Loading

How a Futurist Thinks About Climate Change

As the shocking Northern Hemisphere Summer of 2023 winds down – much of Canada consumed by bushfires, hundred-degree-Fahrenheit ocean waters just offshore of Miami, then a shockingly sudden and deadly tragedy in Maui – everything points to the “Inconvenient Truth” Al Gore tried to warn us about nearly two decades ago.

We appear to be rounding the ‘hockey stick’ corner of the temperature graph, heading (and heating) up.

We know how we got here. It’s time to think about what we do from here on in.

Futurists walk a fine line when speaking about such ‘difficult’ circumstances; scare people too much, and they become frozen into inaction, sometimes psychologically retreating into fantasy and conspiracy. Conversely, there’s always a temptation to minimise, downplaying the dangers – and here futurists risk letting people sleepwalk into an avoidable catastrophe.

To navigate such a sensitive topic with individuals calls for a ‘middle path’ approach, one that gets folks moving with just the right amount of motivation. For most people that centres on ‘agency’: we need to feel that we can respond meaningfully – and that our organisations and communities will support us in these meaningful acts. Agency is table stakes; without it, people will feel lost, anxious, and will withdraw. Creating a space for people to exercise their agency can release huge transformational energies.

People want to do the work – most just need a good opportunity.

How do you put those energies to work? What sorts of opportunities make sense?

Here we spot another fine line walked by Futurists; everyone wants to put the fire out – and that’s all to the good – but at the same time, there’s fire damage to be managed. Given limited resources (and attention spans) getting any organisation to pursue multiple goals – even closely aligned goals – can prove difficult.

The middle path here comes from clear and focused messaging: mitigation, to put the fire out; plus remediation, to clean up the mess.

Organisations tend to prefer mitigation over remediation – it looks more like ‘doing something’. Yet a clear-eyed assessment of risks to the business almost always favours remediation. Yes, it’s important to do everything we can to prevent things from getting worse; at the same time, we urgently need to insure against the worst of the consequences already ‘baked in’ to the climate. These two compelling, competing needs pull boards and C-suites this way and that, dividing their attention, effort, and effectiveness.

Decision making in a time of climate change needs to be stable, consistent and methodical – all of which becomes much more difficult if an organisation has consistently underprepared for the next climate disruption.

Those disruptions can be directly weather-related – a too-heavy rain, record-breaking heat wave, etc. – or they can be the next-order consequence of weather-related events: for example, increasing disruption in supply chains. The COVID pandemic taught organisations how to be resilient and flexible in the face of increasing intermittency; all of those skills need deepening and broadening. Organisations dependent on long and fragile supply chains will move to ‘onshoring’ and ‘friendshoring’, with critical components stockpiled, as supply chain management transitions to favour ‘uptime’ capacity (resilience, by another name) over cost efficiencies.

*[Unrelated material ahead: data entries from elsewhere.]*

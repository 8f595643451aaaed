//! # Track-Log Parsing
//!
//! Decodes a GPX track log into the flat, ordered point sequence the rest of
//! the pipeline works on.
//!
//! GPX groups points into tracks, each made of segments. The feature extractor
//! does not care about that structure, so all segment points across all tracks
//! are concatenated in source order. Segment boundaries are NOT specially
//! marked: the step between the last point of one segment and the first point
//! of the next is computed as if the two were contiguous. For recorded hikes
//! (where a segment break usually means a paused watch) this slightly inflates
//! distance; it matches the reference behavior and is a documented limitation.
//!
//! Standalone waypoints (`<wpt>`) and routes (`<rte>`) are ignored — only
//! `<trk>` content describes the walked route.

use log::{debug, warn};
use time::OffsetDateTime;

use crate::{PredictorError, TrackPoint};

/// Parse raw GPX bytes into a flattened, ordered point sequence.
///
/// Returns [`PredictorError::Parse`] when the content is not valid GPX.
/// An empty `<trk>` (or a GPX file without tracks) parses successfully into an
/// empty sequence; downstream stages handle that degenerately rather than
/// treating it as a syntax error.
///
/// # Example
/// ```
/// use hike_predictor::track_log::parse_track_log;
///
/// let gpx = br#"<?xml version="1.0" encoding="UTF-8"?>
/// <gpx version="1.1" creator="unit-test" xmlns="http://www.topografix.com/GPX/1/1">
///   <trk><trkseg>
///     <trkpt lat="47.3769" lon="8.5417"><ele>408.0</ele></trkpt>
///     <trkpt lat="47.3775" lon="8.5421"><ele>412.5</ele></trkpt>
///   </trkseg></trk>
/// </gpx>"#;
///
/// let points = parse_track_log(gpx).unwrap();
/// assert_eq!(points.len(), 2);
/// assert_eq!(points[0].elevation, Some(408.0));
/// ```
pub fn parse_track_log(raw: &[u8]) -> Result<Vec<TrackPoint>, PredictorError> {
    let gpx = gpx::read(raw)?;

    let mut points = Vec::new();
    for track in &gpx.tracks {
        for segment in &track.segments {
            for waypoint in &segment.points {
                let position = waypoint.point();
                let point = TrackPoint {
                    latitude: position.y(),
                    longitude: position.x(),
                    elevation: waypoint.elevation,
                    time: waypoint.time.map(OffsetDateTime::from),
                };
                if !point.is_valid() {
                    // Kept anyway: the sequence must mirror the source track.
                    warn!(
                        "[TrackLog] Point {} has out-of-range coordinates ({}, {})",
                        points.len(),
                        point.latitude,
                        point.longitude
                    );
                }
                points.push(point);
            }
        }
    }

    debug!(
        "[TrackLog] Parsed {} points from {} track(s)",
        points.len(),
        gpx.tracks.len()
    );

    Ok(points)
}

This decade has already seen inputs get more expensive, rising prices, a jump in inflation, and a macroeconomic environment that radically changed the focus and expectations of investors. We’re only in the early days of that shift; interruptions and intermittencies will grow more common as the climate continues to ‘surprise’ us, and we head toward a state of affairs where interruption will be the rule – and continuity the exception.

Organisations that build a deep reservoir of capacity and use it to ‘prepare for the worst’ while taking full advantage of the opportunities of the ‘quiet times’ will rarely find themselves overwhelmed by the pace of events. As the climate displays an increasing range of variety, those organisations will be able to deploy their capacities tactically. But that’s not a one-and-done strategy. Instead, it needs continuous re-evaluation, so that the organisational reservoir of capacity never empties – and this demands constant attention in a time of unpredictable extremes.

First and foremost: keep calm and carry on. Panic helps no one – and is self-defeating. Do what you can, do as much of it as you can, and do it sensibly. This is not a burden meant to be shouldered by individuals, or even individual organisations. This is a collective burden, and for that reason we should approach it with the ‘broad shoulders’ of collective action.

It’s that ‘collective’ which will see the biggest change within this decade. The demand for visible transformation of both public and private organisations by the populace will increasingly narrow the scope of ‘acceptable’ activities while simultaneously raising the costs for being found ‘offside’. That could look like bad press, boycotts, even Royal Commissions. As the crisis widens, public tolerance for behaviours seen as against the public interest will evaporate. It will be risky to be caught on the wrong side of that shift in public perception – and it could eventually become something an organisation would not survive.

When people feel they have agency, they will not lash out. When organisations prepare themselves for the worst, they will not be overwhelmed. All of this means that we must assume full responsibility for our future, while simultaneously bearing the burden (and the costs) of our past.

Whether or not we personally contributed to the world-as-it-is, we all wear it, and we all must do something about it. Fortunately, we know how to do it – and do it well. 

We’ve got this – and we need to keep that knowledge front of mind in times ahead.